Classiquement, l’objectif de la prescription d’antibiotiques est triple : prévenir le rhumatisme articulaire aigu (RAA), diminuer les complications locales et limiter la contagiosité.

Or les essais montrant l’intérêt de l’antibiothérapie dans la prévention du RAA datent d’avant 1960 et étaient de faible qualité méthodologique. Aujourd’hui, le risque de RAA est < 1/100 000 angines en France métropolitaine, il concerne essentiellement les enfants âgés de 5 à 15 ans et est dû à des souches de streptocoques peu circulantes.2

Quant au risque de complications locales, une méta-analyse Cochrane parue en 20213 indiquait une réduction du risque de phlegmon passant de 1 % sans antibiothérapie à 0,16 % avec antibiothérapie, mais elle était essentiellement fondée sur une étude ancienne (1951) ayant plusieurs biais. Ainsi, les recommandations européennes4 ne considèrent pas la prévention des complications locales comme une indication d’antibiothérapie, les bénéfices cliniques n’étant pas supérieurs aux risques (effets indésirables et antibiorésistance induite).

La limitation de la contagiosité reste donc le principal argument pour proposer une antibiothérapie selon les recommandations de nombreux pays, afin de limiter les infections invasives à streptocoques du groupe A (IISGA), mais les preuves de son intérêt sont limitées.

Enfin, les bénéfices cliniques individuels attendus – réduire l’intensité des maux de gorge au 3e jour – doivent être confrontés aux risques d’antibiorésistance.

L’exemple de la Belgique et de l’Écosse

Les recommandations belges et écossaises divergent de celles publiées en France par la Spilf : elles préconisent – chez un patient atteint d’une angine non compliquée – de ne pas faire un test pour identifier la cause bactérienne ou virale, ni de prescrire un antibiotique. Les auteurs considèrent que l’infection sera spontanément résolutive dans tous les cas. Bien sûr, font exception les patients à risque de forme grave – immunodépression, antécédent de RAA, chirurgie prothétique récente, valvulopathie cardiaque avec risque d’endocardite, etc. – qui doivent être traités d’emblée.

Cette stratégie a porté ses fruits : la prescription d’antibiotiques en soins primaires chez les enfants a diminué en Belgique entre 2010 et 2019,5 alors que la prévalence des IISGA ne semble pas plus importante en Belgique qu’en France.6

Les recos du CNGE

Ainsi, selon le CNGE, devant un patient souffrant d’une angine, si la douleur est tolérable, sans risque de forme grave et que l’entourage du patient n’est pas à risque de forme grave en cas de contamination, il est raisonnable de ne traiter que par antalgiques, sans faire de TDR ni prescrire d’antibiotiques.
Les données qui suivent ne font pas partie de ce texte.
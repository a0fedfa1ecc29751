use datafusion::arrow::error::ArrowError;
use datafusion::error::DataFusionError;
use thiserror::Error;

/// Failures raised by the pipeline library.
///
/// Every variant is fatal for the run: nothing in the pipeline retries.
#[derive(Debug, Error)]
pub enum EtlError {
    #[error("configuration error: {0}")]
    Config(String),

    #[error("invalid URI: {0}")]
    InvalidUri(String),

    #[error("no storage connector registered for scheme '{scheme}' ({uri})")]
    UnsupportedScheme { scheme: String, uri: String },

    #[error("no input objects match {0}")]
    SourceNotFound(String),

    #[error("malformed record in {key} at line {line}: {reason}")]
    MalformedRecord {
        key: String,
        line: usize,
        reason: String,
    },

    #[error("table not found at {0} (has the producing stage run?)")]
    TableNotFound(String),

    #[error("table {0} has no unique key")]
    NoUniqueKey(&'static str),

    #[error(transparent)]
    Storage(#[from] object_store::Error),

    #[error(transparent)]
    DataFusion(#[from] DataFusionError),

    #[error(transparent)]
    Arrow(#[from] ArrowError),
}

impl From<config::ConfigError> for EtlError {
    fn from(err: config::ConfigError) -> Self {
        EtlError::Config(err.to_string())
    }
}

pub type Result<T, E = EtlError> = std::result::Result<T, E>;
use anyhow::{Context, Result};
use datafusion::arrow::datatypes::DataType;
use datafusion::dataframe::DataFrame;
use datafusion::functions_window::expr_fn::row_number;
use datafusion::logical_expr::{cast, col, lit, ExprFunctionExt, JoinType};
use tracing::{info, warn};

use super::catalog::ItemTable;
use super::first_per_key;
use super::time::with_calendar;
use crate::engine::Engine;
use crate::error::EtlError;
use crate::parser::ARRIVAL;
use crate::schema::tables::{ACTORS, COMPLETED_PLAYBACK, EVENT_RECORDS, FACT, TIME};

/// Item title as carried into the join, clear of the play's own `title`
const ITEM_TITLE: &str = "item_title";

const ROW_NUMBER: &str = "row_number";

/// Row counts produced by [`transform_events`]
#[derive(Debug, Clone, Copy, Default, PartialEq, Eq)]
pub struct EventSummary {
    /// Event records read
    pub records: usize,
    /// Records left after the playback filter
    pub plays: usize,
    pub actors: usize,
    pub time_rows: usize,
    pub fact_rows: usize,
    /// Plays dropped because no catalog item carries their title
    pub unmatched: usize,
}

/// Number the rows from 0 by start time, then arrival
fn with_event_ids(df: DataFrame) -> Result<DataFrame, EtlError> {
    let order = vec![col("start_time").sort(true, false), col(ARRIVAL).sort(true, false)];
    let df = df.window(vec![row_number().order_by(order).build()?.alias(ROW_NUMBER)])?;
    Ok(df.with_column("event_id", cast(col(ROW_NUMBER), DataType::Int64) - lit(1i64))?)
}

/// Build the actor, time and fact tables from the event log
pub async fn transform_events(
    engine: &Engine,
    source_uri: &str,
    dest_uri: &str,
    log_path: &str,
    items: &ItemTable,
) -> Result<EventSummary> {
    let records = engine
        .read_json(source_uri, log_path, &EVENT_RECORDS)
        .await
        .context("Failed to read event records")?;
    let record_count = records.clone().count().await?;

    let plays = records.filter(col("page").eq(lit(COMPLETED_PLAYBACK)))?;
    let play_count = plays.clone().count().await?;

    // Latest event wins so a subscription change is reflected
    let actors = first_per_key(plays.clone(), &ACTORS, vec![col("ts").sort(false, false)])?;
    let actors = engine
        .write_table(actors, &ACTORS, dest_uri)
        .await
        .context("Failed to write actors table")?;

    let plays = with_calendar(plays)?;

    let time = first_per_key(plays.clone(), &TIME, vec![])?;
    let time = engine
        .write_table(time, &TIME, dest_uri)
        .await
        .context("Failed to write time table")?;

    let item_dim = engine
        .read_table(items.location())
        .await
        .context("Failed to read items table")?
        .select(vec![col("item_id"), col("entity_id"), col("title").alias(ITEM_TITLE)])?;

    let unmatched = plays
        .clone()
        .join(item_dim.clone(), JoinType::LeftAnti, &["title"], &[ITEM_TITLE], None)?
        .count()
        .await?;
    if unmatched > 0 {
        warn!(
            unmatched,
            plays = play_count,
            "plays without a matching catalog item were dropped"
        );
    }

    let fact = plays
        .join(item_dim, JoinType::Inner, &["title"], &[ITEM_TITLE], None)?
        .filter(col("start_time").is_not_null().and(col("actor_id").is_not_null()))?;
    let fact = engine
        .write_table(with_event_ids(fact)?, &FACT, dest_uri)
        .await
        .context("Failed to write fact table")?;

    let summary = EventSummary {
        records: record_count,
        plays: play_count,
        actors: actors.stats.rows,
        time_rows: time.stats.rows,
        fact_rows: fact.stats.rows,
        unmatched,
    };
    info!(?summary, "event transform complete");

    Ok(summary)
}
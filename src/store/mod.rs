use datafusion::execution::object_store::ObjectStoreUrl;
use futures::TryStreamExt;
use object_store::path::Path;
use object_store::{ObjectStore, PutPayload};
use std::fmt;

use crate::error::{EtlError, Result};

/// Schemes whose URIs carry no bucket: everything after `://` is the path
const PATH_ONLY_SCHEMES: &[&str] = &["file", "memory"];

/// A parsed `scheme://[bucket]/path` reference.
///
/// Bare paths use the `file` scheme and are made absolute against the
/// working directory.
#[derive(Debug, Clone, PartialEq, Eq)]
pub struct ObjectUri {
    pub scheme: String,
    /// Bucket or host; empty for `file` and `memory`
    pub authority: String,
    /// Always starts with `/`
    pub path: String,
}

impl ObjectUri {
    pub fn parse(uri: &str) -> Result<Self> {
        if uri.trim().is_empty() {
            return Err(EtlError::InvalidUri("empty URI".to_string()));
        }

        let Some((scheme, rest)) = uri.split_once("://") else {
            return Self::local(uri);
        };

        let valid = !scheme.is_empty()
            && scheme
                .chars()
                .all(|c| c.is_ascii_alphanumeric() || matches!(c, '+' | '-' | '.'));
        if !valid {
            return Err(EtlError::InvalidUri(uri.to_string()));
        }
        let scheme = scheme.to_ascii_lowercase();

        if scheme == "file" && !rest.starts_with('/') {
            return Self::local(rest);
        }

        let (authority, path) = if PATH_ONLY_SCHEMES.contains(&scheme.as_str()) {
            ("", rest)
        } else {
            rest.split_once('/').unwrap_or((rest, ""))
        };

        Ok(Self {
            scheme,
            authority: authority.to_string(),
            path: join_key("/", path),
        })
    }

    fn local(path: &str) -> Result<Self> {
        let absolute = if path.starts_with('/') {
            path.to_string()
        } else {
            let cwd = std::env::current_dir()
                .map_err(|e| EtlError::InvalidUri(format!("{}: {}", path, e)))?;
            join_key(&cwd.to_string_lossy(), path)
        };

        Ok(Self {
            scheme: "file".to_string(),
            authority: String::new(),
            path: absolute,
        })
    }

    /// Append a relative path below this URI
    pub fn join(&self, rel: &str) -> Self {
        Self {
            path: join_key(&self.path, rel),
            ..self.clone()
        }
    }

    /// Same location, as a directory (trailing `/`)
    pub fn as_dir(&self) -> Self {
        Self {
            path: format!("{}/", self.path.trim_end_matches('/')),
            ..self.clone()
        }
    }

    /// Key of the store that serves this URI
    pub fn store_url(&self) -> Result<ObjectStoreUrl> {
        Ok(ObjectStoreUrl::parse(format!("{}://{}", self.scheme, self.authority))?)
    }

    /// Object key within the store, without the leading `/`
    pub fn key(&self) -> &str {
        self.path.trim_start_matches('/')
    }

    pub fn object_path(&self) -> Path {
        Path::from(self.key())
    }
}

impl fmt::Display for ObjectUri {
    fn fmt(&self, f: &mut fmt::Formatter<'_>) -> fmt::Result {
        write!(f, "{}://{}{}", self.scheme, self.authority, self.path)
    }
}

/// Join two key fragments with exactly one `/` between them
pub fn join_key(base: &str, rel: &str) -> String {
    let rel = rel.trim_start_matches('/');
    if base.is_empty() {
        return rel.to_string();
    }
    format!("{}/{}", base.trim_end_matches('/'), rel)
}

/// Every object below `prefix`, sorted by key
pub async fn list_objects(store: &dyn ObjectStore, prefix: &Path) -> Result<Vec<Path>> {
    let mut keys: Vec<Path> = store
        .list(Some(prefix))
        .map_ok(|meta| meta.location)
        .try_collect()
        .await?;
    keys.sort();
    Ok(keys)
}

/// Remove every object below `prefix`; returns how many were removed
pub async fn delete_prefix(store: &dyn ObjectStore, prefix: &Path) -> Result<usize> {
    let keys = list_objects(store, prefix).await?;
    for key in &keys {
        store.delete(key).await?;
    }
    Ok(keys.len())
}

pub async fn exists(store: &dyn ObjectStore, key: &Path) -> Result<bool> {
    match store.head(key).await {
        Ok(_) => Ok(true),
        Err(object_store::Error::NotFound { .. }) => Ok(false),
        Err(e) => Err(e.into()),
    }
}

/// Write an empty marker object
pub async fn put_marker(store: &dyn ObjectStore, key: &Path) -> Result<()> {
    store.put(key, PutPayload::new()).await?;
    Ok(())
}

#[cfg(test)]
mod tests {
    use super::*;
    use object_store::memory::InMemory;

    #[test]
    fn test_parse_schemes() {
        let uri = ObjectUri::parse("s3a://bucket/prefix/").unwrap();
        assert_eq!(uri.scheme, "s3a");
        assert_eq!(uri.authority, "bucket");
        assert_eq!(uri.path, "/prefix/");

        let uri = ObjectUri::parse("file:///tmp/out").unwrap();
        assert_eq!(uri.path, "/tmp/out");
        assert_eq!(uri.key(), "tmp/out");

        let uri = ObjectUri::parse("MEMORY://in/").unwrap();
        assert_eq!(uri.scheme, "memory");
        assert_eq!(uri.to_string(), "memory:///in/");
    }

    #[test]
    fn test_bare_paths_are_absolute_files() {
        let uri = ObjectUri::parse("data/input").unwrap();
        assert_eq!(uri.scheme, "file");
        assert!(uri.path.starts_with('/'));
        assert!(uri.path.ends_with("/data/input"));
    }

    #[test]
    fn test_parse_rejects_bad_uris() {
        assert!(ObjectUri::parse("").is_err());
        assert!(ObjectUri::parse("://nope").is_err());
        assert!(ObjectUri::parse("s 3://x").is_err());
    }

    #[test]
    fn test_join_key() {
        assert_eq!(join_key("out/", "items/"), "out/items/");
        assert_eq!(join_key("out", "/items"), "out/items");
        assert_eq!(join_key("/", "tmp"), "/tmp");
        assert_eq!(join_key("", "items"), "items");

        let uri = ObjectUri::parse("memory://bucket/").unwrap().join("log_data");
        assert_eq!(uri.to_string(), "memory:///bucket/log_data");
        assert_eq!(uri.as_dir().to_string(), "memory:///bucket/log_data/");
    }

    #[tokio::test]
    async fn test_delete_prefix_keeps_siblings() {
        let store = InMemory::new();
        for key in ["out/items/a.parquet", "out/items/b/c.parquet", "out/items_old/d.parquet"] {
            store.put(&Path::from(key), PutPayload::from_static(b"x")).await.unwrap();
        }

        let removed = delete_prefix(&store, &Path::from("out/items")).await.unwrap();
        assert_eq!(removed, 2);
        assert!(exists(&store, &Path::from("out/items_old/d.parquet")).await.unwrap());
        assert!(!exists(&store, &Path::from("out/items/a.parquet")).await.unwrap());
    }

    #[tokio::test]
    async fn test_listing_is_sorted() {
        let store = InMemory::new();
        for key in ["in/b.json", "in/a.json", "in/sub/c.json"] {
            store.put(&Path::from(key), PutPayload::from_static(b"{}")).await.unwrap();
        }

        let keys = list_objects(&store, &Path::from("in")).await.unwrap();
        let keys: Vec<_> = keys.iter().map(|p| p.to_string()).collect();
        assert_eq!(keys, vec!["in/a.json", "in/b.json", "in/sub/c.json"]);
    }
}
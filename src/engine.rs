use datafusion::dataframe::DataFrame;
use datafusion::execution::object_store::ObjectStoreUrl;
use datafusion::prelude::{SessionConfig, SessionContext};
use object_store::memory::InMemory;
use object_store::path::Path;
use object_store::ObjectStore;
use std::fmt;
use std::sync::Arc;
use tracing::{debug, info};

use crate::config::{Credentials, Settings};
use crate::error::{EtlError, Result};
use crate::filter::DatasetSelector;
use crate::parser::{read_json_lines, RecordBuffer};
use crate::schema::TableSchema;
use crate::store::{self, ObjectUri};
use crate::writer::{self, WriteStats};

/// Immutable provisioning input for [`acquire_engine`]
#[derive(Clone)]
pub struct EngineConfig {
    credentials: Credentials,
    connectors: Vec<(String, Arc<dyn ObjectStore>)>,
}

impl EngineConfig {
    pub fn new(credentials: Credentials) -> Self {
        Self {
            credentials,
            connectors: Vec::new(),
        }
    }

    pub fn from_settings(settings: &Settings) -> Self {
        Self::new(settings.credentials.clone())
    }

    /// Serve `store_url` (`scheme://[bucket]`) from `store`, replacing any
    /// built-in connector
    pub fn with_connector(mut self, store_url: &str, store: Arc<dyn ObjectStore>) -> Self {
        self.connectors.push((store_url.to_string(), store));
        self
    }
}

impl fmt::Debug for EngineConfig {
    fn fmt(&self, f: &mut fmt::Formatter<'_>) -> fmt::Result {
        f.debug_struct("EngineConfig")
            .field("credentials", &self.credentials)
            .field(
                "connectors",
                &self.connectors.iter().map(|(url, _)| url).collect::<Vec<_>>(),
            )
            .finish()
    }
}

/// Where a table lives, and the schema it was written with
#[derive(Debug, Clone)]
pub struct TableLocation {
    uri: ObjectUri,
    schema: &'static TableSchema,
}

impl TableLocation {
    pub fn uri(&self) -> &ObjectUri {
        &self.uri
    }

    pub fn schema(&self) -> &'static TableSchema {
        self.schema
    }
}

/// A table the engine has just written
#[derive(Debug, Clone)]
pub struct WrittenTable {
    pub location: TableLocation,
    pub stats: WriteStats,
}

pub struct Engine {
    ctx: SessionContext,
}

/// Establish the execution context.
///
/// Fails when the credential pair is missing: nothing is read or written
/// without it.
pub fn acquire_engine(config: EngineConfig) -> Result<Engine> {
    config.credentials.validate()?;

    let session = SessionConfig::new().with_target_partitions(1);
    let engine = Engine {
        ctx: SessionContext::new_with_config(session),
    };

    engine.register_store("memory://", Arc::new(InMemory::new()))?;
    for (url, store) in config.connectors {
        engine.register_store(&url, store)?;
    }

    info!(credential_id = %config.credentials.credential_id, "engine acquired");
    Ok(engine)
}

impl Engine {
    /// Add or replace the connector serving `store_url`
    pub fn register_store(&self, store_url: &str, store: Arc<dyn ObjectStore>) -> Result<()> {
        let url = ObjectStoreUrl::parse(store_url)?;
        self.ctx.register_object_store(url.as_ref(), store);
        debug!(store_url = %url.as_str(), "connector registered");
        Ok(())
    }

    /// Map a URI to its connector
    pub fn resolve(&self, uri: &ObjectUri) -> Result<Arc<dyn ObjectStore>> {
        self.ctx
            .runtime_env()
            .object_store(uri.store_url()?)
            .map_err(|_| EtlError::UnsupportedScheme {
                scheme: uri.scheme.clone(),
                uri: uri.to_string(),
            })
    }

    /// Location of the table `schema.name` under `dest`
    pub fn locate(&self, dest: &str, schema: &'static TableSchema) -> Result<TableLocation> {
        Ok(TableLocation {
            uri: ObjectUri::parse(dest)?.join(schema.name).as_dir(),
            schema,
        })
    }

    /// Read every record object under `base + path` against `schema`.
    ///
    /// Objects are read in key order and lines in file order; the result
    /// carries that order in its `arrival` column.
    pub async fn read_json(&self, base: &str, path: &str, schema: &'static TableSchema) -> Result<DataFrame> {
        let uri = ObjectUri::parse(base)?.join(path);
        let store = self.resolve(&uri)?;
        let selector = DatasetSelector::new(uri.key())?;

        let listed = store::list_objects(store.as_ref(), &Path::from(selector.list_prefix())).await?;
        let keys = selector.select(listed.iter().map(|p| p.to_string()).collect());
        if keys.is_empty() {
            return Err(EtlError::SourceNotFound(uri.to_string()));
        }

        let mut buffer = RecordBuffer::new(schema);
        for key in &keys {
            let data = store.get(&Path::from(key.as_str())).await?.bytes().await?;
            let count = read_json_lines(&data, key, &mut buffer)?;
            debug!(key = %key, records = count, "read object");
        }

        info!(
            dataset = %uri,
            objects = keys.len(),
            records = buffer.len(),
            "dataset read"
        );
        Ok(self.ctx.read_batch(buffer.into_batch()?)?)
    }

    /// Overwrite the table `schema.name` under `dest` with `df`
    pub async fn write_table(
        &self,
        df: DataFrame,
        schema: &'static TableSchema,
        dest: &str,
    ) -> Result<WrittenTable> {
        let location = self.locate(dest, schema)?;
        let store = self.resolve(&location.uri)?;
        let stats = writer::write_table(store.as_ref(), &location.uri, df, schema).await?;

        Ok(WrittenTable { location, stats })
    }

    /// Read a table previously written by [`Engine::write_table`]
    pub async fn read_table(&self, location: &TableLocation) -> Result<DataFrame> {
        let store = self.resolve(&location.uri)?;
        writer::read_table(&self.ctx, store.as_ref(), &location.uri, location.schema).await
    }
}
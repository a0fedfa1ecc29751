pub mod cli;
pub mod config;
pub mod engine;
pub mod error;
pub mod filter;
pub mod logging;
pub mod parser;
pub mod pipeline;
pub mod schema;
pub mod store;
pub mod transform;
pub mod writer;

pub use cli::Cli;
pub use engine::{acquire_engine, Engine, EngineConfig, TableLocation, WrittenTable};
pub use error::EtlError;
pub use pipeline::{run, run_with, RunSummary};
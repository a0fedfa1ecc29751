use config::{Config, Environment, File, FileFormat};
use directories::ProjectDirs;
use serde::Deserialize;
use std::fmt;
use std::path::{Path, PathBuf};
use tracing::info;

use crate::error::{EtlError, Result};

pub const DEFAULT_CONFIG_FILE: &str = "dl.cfg";

const ENV_PREFIX: &str = "ETL";

/// Storage access credentials. The secret never appears in `Debug` output.
#[derive(Clone, Deserialize)]
pub struct Credentials {
    pub credential_id: String,
    pub credential_secret: String,
}

impl Credentials {
    pub fn new(id: impl Into<String>, secret: impl Into<String>) -> Self {
        Self {
            credential_id: id.into(),
            credential_secret: secret.into(),
        }
    }

    pub fn validate(&self) -> Result<()> {
        if self.credential_id.trim().is_empty() {
            return Err(EtlError::Config("credential_id is missing".to_string()));
        }
        if self.credential_secret.trim().is_empty() {
            return Err(EtlError::Config("credential_secret is missing".to_string()));
        }
        Ok(())
    }
}

impl fmt::Debug for Credentials {
    fn fmt(&self, f: &mut fmt::Formatter<'_>) -> fmt::Result {
        f.debug_struct("Credentials")
            .field("credential_id", &self.credential_id)
            .field("credential_secret", &"<redacted>")
            .finish()
    }
}

/// Dataset locations relative to the source URI
#[derive(Debug, Clone, Deserialize)]
pub struct DatasetPaths {
    pub catalog_path: String,
    pub log_path: String,
}

impl DatasetPaths {
    pub fn new(catalog_path: impl Into<String>, log_path: impl Into<String>) -> Self {
        Self {
            catalog_path: catalog_path.into(),
            log_path: log_path.into(),
        }
    }
}

/// Run settings, loaded from an INI file (`dl.cfg` by default) and
/// overridden by `ETL__<SECTION>__<KEY>` environment variables:
///
/// ```ini
/// [credentials]
/// credential_id = AKIA...
/// credential_secret = ...
///
/// [paths]
/// catalog_path = song_data/*/*/*/*.json
/// log_path = log_data/*/*/*.json
/// ```
#[derive(Debug, Clone, Deserialize)]
pub struct Settings {
    pub credentials: Credentials,
    pub paths: DatasetPaths,
}

impl Settings {
    /// Load settings from `path` (or the default location) plus environment
    pub fn load(path: Option<&Path>) -> Result<Self> {
        let file = match path {
            Some(p) if !p.exists() => {
                return Err(EtlError::Config(format!(
                    "config file not found: {}",
                    p.display()
                )));
            }
            Some(p) => Some(p.to_path_buf()),
            None => default_config_path(),
        };

        let mut builder = Config::builder();
        if let Some(ref file) = file {
            info!(path = %file.display(), "loading settings");
            builder = builder.add_source(File::from(file.as_path()).format(FileFormat::Ini));
        }
        builder = builder.add_source(Environment::with_prefix(ENV_PREFIX).separator("__"));

        let settings: Settings = builder.build()?.try_deserialize()?;
        settings.validate()?;
        Ok(settings)
    }

    /// Parse settings from INI text, without environment overrides
    pub fn from_ini_str(ini: &str) -> Result<Self> {
        let settings: Settings = Config::builder()
            .add_source(File::from_str(ini, FileFormat::Ini))
            .build()?
            .try_deserialize()?;
        settings.validate()?;
        Ok(settings)
    }

    pub fn validate(&self) -> Result<()> {
        self.credentials.validate()?;
        if self.paths.catalog_path.trim().is_empty() {
            return Err(EtlError::Config("catalog_path is missing".to_string()));
        }
        if self.paths.log_path.trim().is_empty() {
            return Err(EtlError::Config("log_path is missing".to_string()));
        }
        Ok(())
    }
}

/// `dl.cfg` in the working directory, else in the platform config directory
fn default_config_path() -> Option<PathBuf> {
    let local = PathBuf::from(DEFAULT_CONFIG_FILE);
    if local.exists() {
        return Some(local);
    }

    ProjectDirs::from("", "", "star-schema-etl")
        .map(|dirs| dirs.config_dir().join(DEFAULT_CONFIG_FILE))
        .filter(|p| p.exists())
}
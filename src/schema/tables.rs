//! Schema definitions for the source datasets and the star schema tables

use super::types::*;

// =============================================================================
// Source Records
// =============================================================================

/// One line of the catalog dataset
pub static ITEM_RECORDS: TableSchema = TableSchema {
    name: "item_records",
    columns: &[
        Column::new("num_items", ColumnType::Integer).json("num_songs"),
        Column::new("entity_id", ColumnType::Text).json("artist_id"),
        Column::new("entity_latitude", ColumnType::Double).json("artist_latitude"),
        Column::new("entity_longitude", ColumnType::Double).json("artist_longitude"),
        Column::new("entity_location", ColumnType::Text).json("artist_location"),
        Column::new("entity_name", ColumnType::Text).json("artist_name"),
        Column::new("item_id", ColumnType::Text).json("song_id"),
        Column::new("title", ColumnType::Text),
        Column::new("duration", ColumnType::Double),
        Column::new("year", ColumnType::Integer),
    ],
    partition_by: &[],
    unique_key: None,
};

/// One line of the event-log dataset
pub static EVENT_RECORDS: TableSchema = TableSchema {
    name: "event_records",
    columns: &[
        Column::new("entity_name", ColumnType::Text).json("artist"),
        Column::new("auth", ColumnType::Text),
        Column::new("first_name", ColumnType::Text).json("firstName"),
        Column::new("gender", ColumnType::Text),
        Column::new("item_in_session", ColumnType::Integer).json("itemInSession"),
        Column::new("last_name", ColumnType::Text).json("lastName"),
        Column::new("length", ColumnType::Double),
        Column::new("level", ColumnType::Text),
        Column::new("location", ColumnType::Text),
        Column::new("method", ColumnType::Text),
        Column::new("page", ColumnType::Text),
        Column::new("registration", ColumnType::Long),
        Column::new("session_id", ColumnType::Integer).json("sessionId"),
        Column::new("title", ColumnType::Text).json("song"),
        Column::new("status", ColumnType::Integer),
        Column::new("ts", ColumnType::Long),
        Column::new("user_agent", ColumnType::Text).json("userAgent"),
        Column::new("actor_id", ColumnType::Integer).json("userId"),
    ],
    partition_by: &[],
    unique_key: None,
};

/// `page` value marking a completed playback
pub const COMPLETED_PLAYBACK: &str = "NextSong";

// =============================================================================
// Dimension Tables
// =============================================================================

pub static ITEMS: TableSchema = TableSchema {
    name: "items",
    columns: &[
        Column::required("item_id", ColumnType::Text),
        Column::new("title", ColumnType::Text),
        Column::new("entity_id", ColumnType::Text),
        Column::new("year", ColumnType::Integer),
        Column::new("duration", ColumnType::Double),
    ],
    partition_by: &["entity_id", "year"],
    unique_key: Some("item_id"),
};

pub static ENTITIES: TableSchema = TableSchema {
    name: "entities",
    columns: &[
        Column::required("entity_id", ColumnType::Text),
        Column::new("name", ColumnType::Text),
        Column::new("location", ColumnType::Text),
        Column::new("latitude", ColumnType::Double),
        Column::new("longitude", ColumnType::Double),
    ],
    partition_by: &["location"],
    unique_key: Some("entity_id"),
};

pub static ACTORS: TableSchema = TableSchema {
    name: "actors",
    columns: &[
        Column::required("actor_id", ColumnType::Integer),
        Column::new("first_name", ColumnType::Text),
        Column::new("last_name", ColumnType::Text),
        Column::new("gender", ColumnType::Text),
        Column::new("level", ColumnType::Text),
    ],
    partition_by: &["gender", "level"],
    unique_key: Some("actor_id"),
};

pub static TIME: TableSchema = TableSchema {
    name: "time",
    columns: &[
        Column::required("start_time", ColumnType::Timestamp),
        Column::required("hour", ColumnType::Integer),
        Column::required("day", ColumnType::Integer),
        Column::required("week", ColumnType::Integer),
        Column::required("month", ColumnType::Integer),
        Column::required("year", ColumnType::Integer),
        Column::required("weekday", ColumnType::Text),
    ],
    partition_by: &["year", "month"],
    unique_key: Some("start_time"),
};

// =============================================================================
// Fact Table
// =============================================================================

/// One row per matched playback. `event_id` is assigned at write time, so
/// the table has no dedup key.
pub static FACT: TableSchema = TableSchema {
    name: "fact",
    columns: &[
        Column::required("event_id", ColumnType::Long),
        Column::required("start_time", ColumnType::Timestamp),
        Column::required("actor_id", ColumnType::Integer),
        Column::new("level", ColumnType::Text),
        Column::required("item_id", ColumnType::Text),
        Column::new("entity_id", ColumnType::Text),
        Column::new("session_id", ColumnType::Integer),
        Column::new("location", ColumnType::Text),
        Column::new("user_agent", ColumnType::Text),
        Column::required("year", ColumnType::Integer),
        Column::required("month", ColumnType::Integer),
    ],
    partition_by: &["year", "month"],
    unique_key: None,
};

#[cfg(test)]
mod tests {
    use super::*;

    const OUTPUT_TABLES: [&TableSchema; 5] = [&ITEMS, &ENTITIES, &ACTORS, &TIME, &FACT];

    #[test]
    fn partition_and_key_columns_exist() {
        for table in OUTPUT_TABLES {
            for name in table.partition_by {
                assert!(table.column(name).is_some(), "{}.{}", table.name, name);
            }
            if let Some(key) = table.unique_key {
                let column = table.column(key).unwrap();
                assert!(!column.nullable, "{} key must be required", table.name);
                assert!(!table.partition_by.contains(&key));
            }
        }
    }

    #[test]
    fn dimension_keys() {
        assert_eq!(ITEMS.key().unwrap(), "item_id");
        assert_eq!(TIME.key().unwrap(), "start_time");
        assert!(FACT.key().is_err());
    }

    #[test]
    fn data_columns_exclude_partitions() {
        let names: Vec<_> = ITEMS.data_columns().iter().map(|c| c.name).collect();
        assert_eq!(names, vec!["item_id", "title", "duration"]);

        let parts: Vec<_> = FACT.partition_columns().iter().map(|c| c.name).collect();
        assert_eq!(parts, vec!["year", "month"]);
    }

    #[test]
    fn source_json_keys() {
        assert_eq!(ITEM_RECORDS.column("item_id").unwrap().json_key(), "song_id");
        assert_eq!(EVENT_RECORDS.column("actor_id").unwrap().json_key(), "userId");
        assert_eq!(EVENT_RECORDS.column("page").unwrap().json_key(), "page");
    }
}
Dans tous les autres cas, un TDR est légitime (avec prescription d’antibiotique s’il est positif). L’évaluation clinique globale de la situation du patient est donc nécessaire pour poser l’indication du TDR et d’un éventuel traitement.

Attention, la scarlatine n’est pas considérée dans cet avis : elle impose une antibiothérapie.

Références
1. Haute autorité de santé. Rhinopharyngite aiguë et angine aiguë de l’enfant. Juillet 2021.
2. Sudeep DD, Sredhar K. The Descriptive Epidemiology of Acute Rheumatic Fever and Rheumatic Heart Disease in Low and Middle-Income Countries.  Am J Epidemiol Infect Dis 2013;1(4):34‑40.
3. Spinks A, Glasziou PP, Mar CBD. Antibiotics for treatment of sore throat in children and adults.  Cochrane Database Syst Rev 9 décembre 2021.
4. Pelucchi C, Grigoryan L, Galeone C, et al. Guideline for the management of acute sore throat: ESCMID Sore Throat Guideline Group.  Clin Microbiol Infect 2012;18(Suppl 1):1‑28.
5. Dillen H, Burvenich R, De Burghgraeve T, et al. Using Belgian pharmacy dispensing data to assess antibiotic use for children in ambulatory care.  BMC Pediatrics 2022;22(1):12.
6. 21. Risk Management Group. Increasing number of invasive infections with group A streptococci (iGAS). 17 janvier 2023.